Task goal: Below are records. Copy every line with "place" in it.

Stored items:
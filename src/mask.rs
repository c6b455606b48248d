//! XOR masking of client payloads (RFC 6455 Section 5.3).

/// Masks or unmasks `buf` in place: byte `i` is XORed with `mask[i % 4]`.
///
/// Applying the same mask twice restores the input.
#[inline]
pub fn apply_mask(buf: &mut [u8], mask: [u8; 4]) {
    let key = u32::from_ne_bytes(mask);

    let mut words = buf.chunks_exact_mut(4);
    for word in &mut words {
        let mut raw = [0; 4];
        raw.copy_from_slice(word);
        word.copy_from_slice(&(u32::from_ne_bytes(raw) ^ key).to_ne_bytes());
    }

    for (byte, key) in words.into_remainder().iter_mut().zip(mask) {
        *byte ^= key;
    }
}

#[cfg(test)]
mod tests {
    use super::*;

    fn apply_mask_bytewise(buf: &mut [u8], mask: [u8; 4]) {
        for (i, byte) in buf.iter_mut().enumerate() {
            *byte ^= mask[i % 4];
        }
    }

    #[test]
    fn test_matches_bytewise() {
        let mask = [0x6d, 0xb6, 0xb2, 0x80];
        let data: Vec<u8> = (0..=40).collect();

        for len in 0..data.len() {
            let mut fast = data[..len].to_vec();
            let mut slow = data[..len].to_vec();
            apply_mask(&mut fast, mask);
            apply_mask_bytewise(&mut slow, mask);
            assert_eq!(fast, slow, "length {len}");
        }
    }

    #[test]
    fn test_mask_unmask_identity() {
        let mask = [0xAA, 0xBB, 0xCC, 0xDD];
        let original = b"Hello, World! This is a test message with various lengths.";

        let mut data = original.to_vec();
        apply_mask(&mut data, mask);
        assert_ne!(&data[..], &original[..]);

        apply_mask(&mut data, mask);
        assert_eq!(&data[..], &original[..]);
    }

    #[test]
    fn test_zero_mask_is_noop() {
        let mut data = b"Test data".to_vec();
        apply_mask(&mut data, [0; 4]);
        assert_eq!(&data[..], b"Test data");
    }

    #[test]
    fn test_short_buffers() {
        let mask = [0x12, 0x34, 0x56, 0x78];

        let mut three = vec![0xAB, 0xCD, 0xEF];
        apply_mask(&mut three, mask);
        assert_eq!(three, vec![0xAB ^ 0x12, 0xCD ^ 0x34, 0xEF ^ 0x56]);

        let mut empty: Vec<u8> = vec![];
        apply_mask(&mut empty, mask);
        assert!(empty.is_empty());
    }
}
//! # Packer
//!
//! Length-prefixed framing for raw binary channels that speak neither HTTP nor WebSocket.
//!
//! Every packet is a 4-byte header followed by the body:
//!
//! ```text
//! +--------------------------+------------------------------+
//! | length: i32 little-endian|  body (length bytes)         |
//! +--------------------------+------------------------------+
//! ```
//!
//! The header is a signed 32-bit integer in little-endian byte order and always equals the
//! body length. The same layout is used in both directions; there is no version or checksum
//! field.
//!
//! [`encode`] and [`decode`] are stateless. [`decode`] consumes exactly one packet from the
//! front of an accumulation buffer and leaves the rest untouched, so a buffer filled by
//! partial or batched reads can be drained with repeated calls. [`PacketCodec`] wraps the
//! same logic for use with [`tokio_util::codec::Framed`].

use bytes::{Buf, BufMut, Bytes, BytesMut};
use tokio_util::codec;

use crate::{Result, ServerError};

/// Size of the length header in bytes.
pub const HEADER_LEN: usize = std::mem::size_of::<i32>();

/// Prepends the length header to `payload`.
///
/// Fails with [`ServerError::FrameTooLarge`] if the payload does not fit in an `i32`.
pub fn encode(payload: &[u8]) -> Result<Bytes> {
    let mut dst = BytesMut::with_capacity(HEADER_LEN + payload.len());
    encode_into(payload, &mut dst)?;
    Ok(dst.freeze())
}

/// Appends one packet carrying `payload` to `dst`.
pub fn encode_into(payload: &[u8], dst: &mut BytesMut) -> Result<()> {
    let len = i32::try_from(payload.len()).map_err(|_| ServerError::FrameTooLarge)?;
    dst.reserve(HEADER_LEN + payload.len());
    dst.put_i32_le(len);
    dst.extend_from_slice(payload);
    Ok(())
}

/// Takes one packet body from the front of `buffer`.
///
/// # Returns
/// - `Ok(Some(body))` when a whole packet was available; header and body are removed from
///   `buffer` and any trailing bytes stay in place for the next call.
/// - `Ok(None)` when fewer than [`HEADER_LEN`] bytes are present or the declared body is not
///   fully buffered yet. `buffer` is left unchanged.
/// - `Err(ServerError::NegativeLength)` when the header declares a negative length.
pub fn decode(buffer: &mut BytesMut) -> Result<Option<Bytes>> {
    let Some(len) = peek_len(buffer)? else {
        return Ok(None);
    };

    if buffer.len() - HEADER_LEN < len {
        return Ok(None);
    }

    buffer.advance(HEADER_LEN);
    Ok(Some(buffer.split_to(len).freeze()))
}

fn peek_len(buffer: &[u8]) -> Result<Option<usize>> {
    let Some(header) = buffer.get(..HEADER_LEN) else {
        return Ok(None);
    };

    let mut raw = [0; HEADER_LEN];
    raw.copy_from_slice(header);
    let len = i32::from_le_bytes(raw);

    usize::try_from(len)
        .map(Some)
        .map_err(|_| ServerError::NegativeLength(len))
}

/// [`tokio_util`] codec speaking the length-prefixed packet format.
///
/// Decoding yields packet bodies; encoding accepts anything that can be viewed as bytes.
///
/// ```
/// use bytes::BytesMut;
/// use embedded_servers::packer::PacketCodec;
/// use tokio_util::codec::{Decoder, Encoder};
///
/// let mut codec = PacketCodec::default();
/// let mut buf = BytesMut::new();
/// codec.encode(&b"ping"[..], &mut buf).unwrap();
/// assert_eq!(codec.decode(&mut buf).unwrap().unwrap(), &b"ping"[..]);
/// ```
#[derive(Debug, Clone)]
pub struct PacketCodec {
    max_len: usize,
}

impl PacketCodec {
    /// Creates a codec that rejects packets whose body is larger than `max_len`.
    pub fn new(max_len: usize) -> Self {
        Self { max_len }
    }
}

impl Default for PacketCodec {
    fn default() -> Self {
        Self::new(crate::options::MAX_PAYLOAD_READ)
    }
}

impl codec::Decoder for PacketCodec {
    type Item = Bytes;
    type Error = ServerError;

    fn decode(&mut self, src: &mut BytesMut) -> Result<Option<Self::Item>> {
        if let Some(len) = peek_len(src)? {
            if len > self.max_len {
                return Err(ServerError::FrameTooLarge);
            }
            // reserve up front so large bodies don't reallocate on every read
            src.reserve((HEADER_LEN + len).saturating_sub(src.len()));
        }

        decode(src)
    }
}

impl<T: AsRef<[u8]>> codec::Encoder<T> for PacketCodec {
    type Error = ServerError;

    fn encode(&mut self, item: T, dst: &mut BytesMut) -> Result<()> {
        let payload = item.as_ref();
        if payload.len() > self.max_len {
            return Err(ServerError::FrameTooLarge);
        }
        encode_into(payload, dst)
    }
}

Output of the task:
/// Masks or unmasks `buf` in place: byte `i` is XORed with `mask[i % 4]`.
///   `buffer` and any trailing bytes stay in place for the next call.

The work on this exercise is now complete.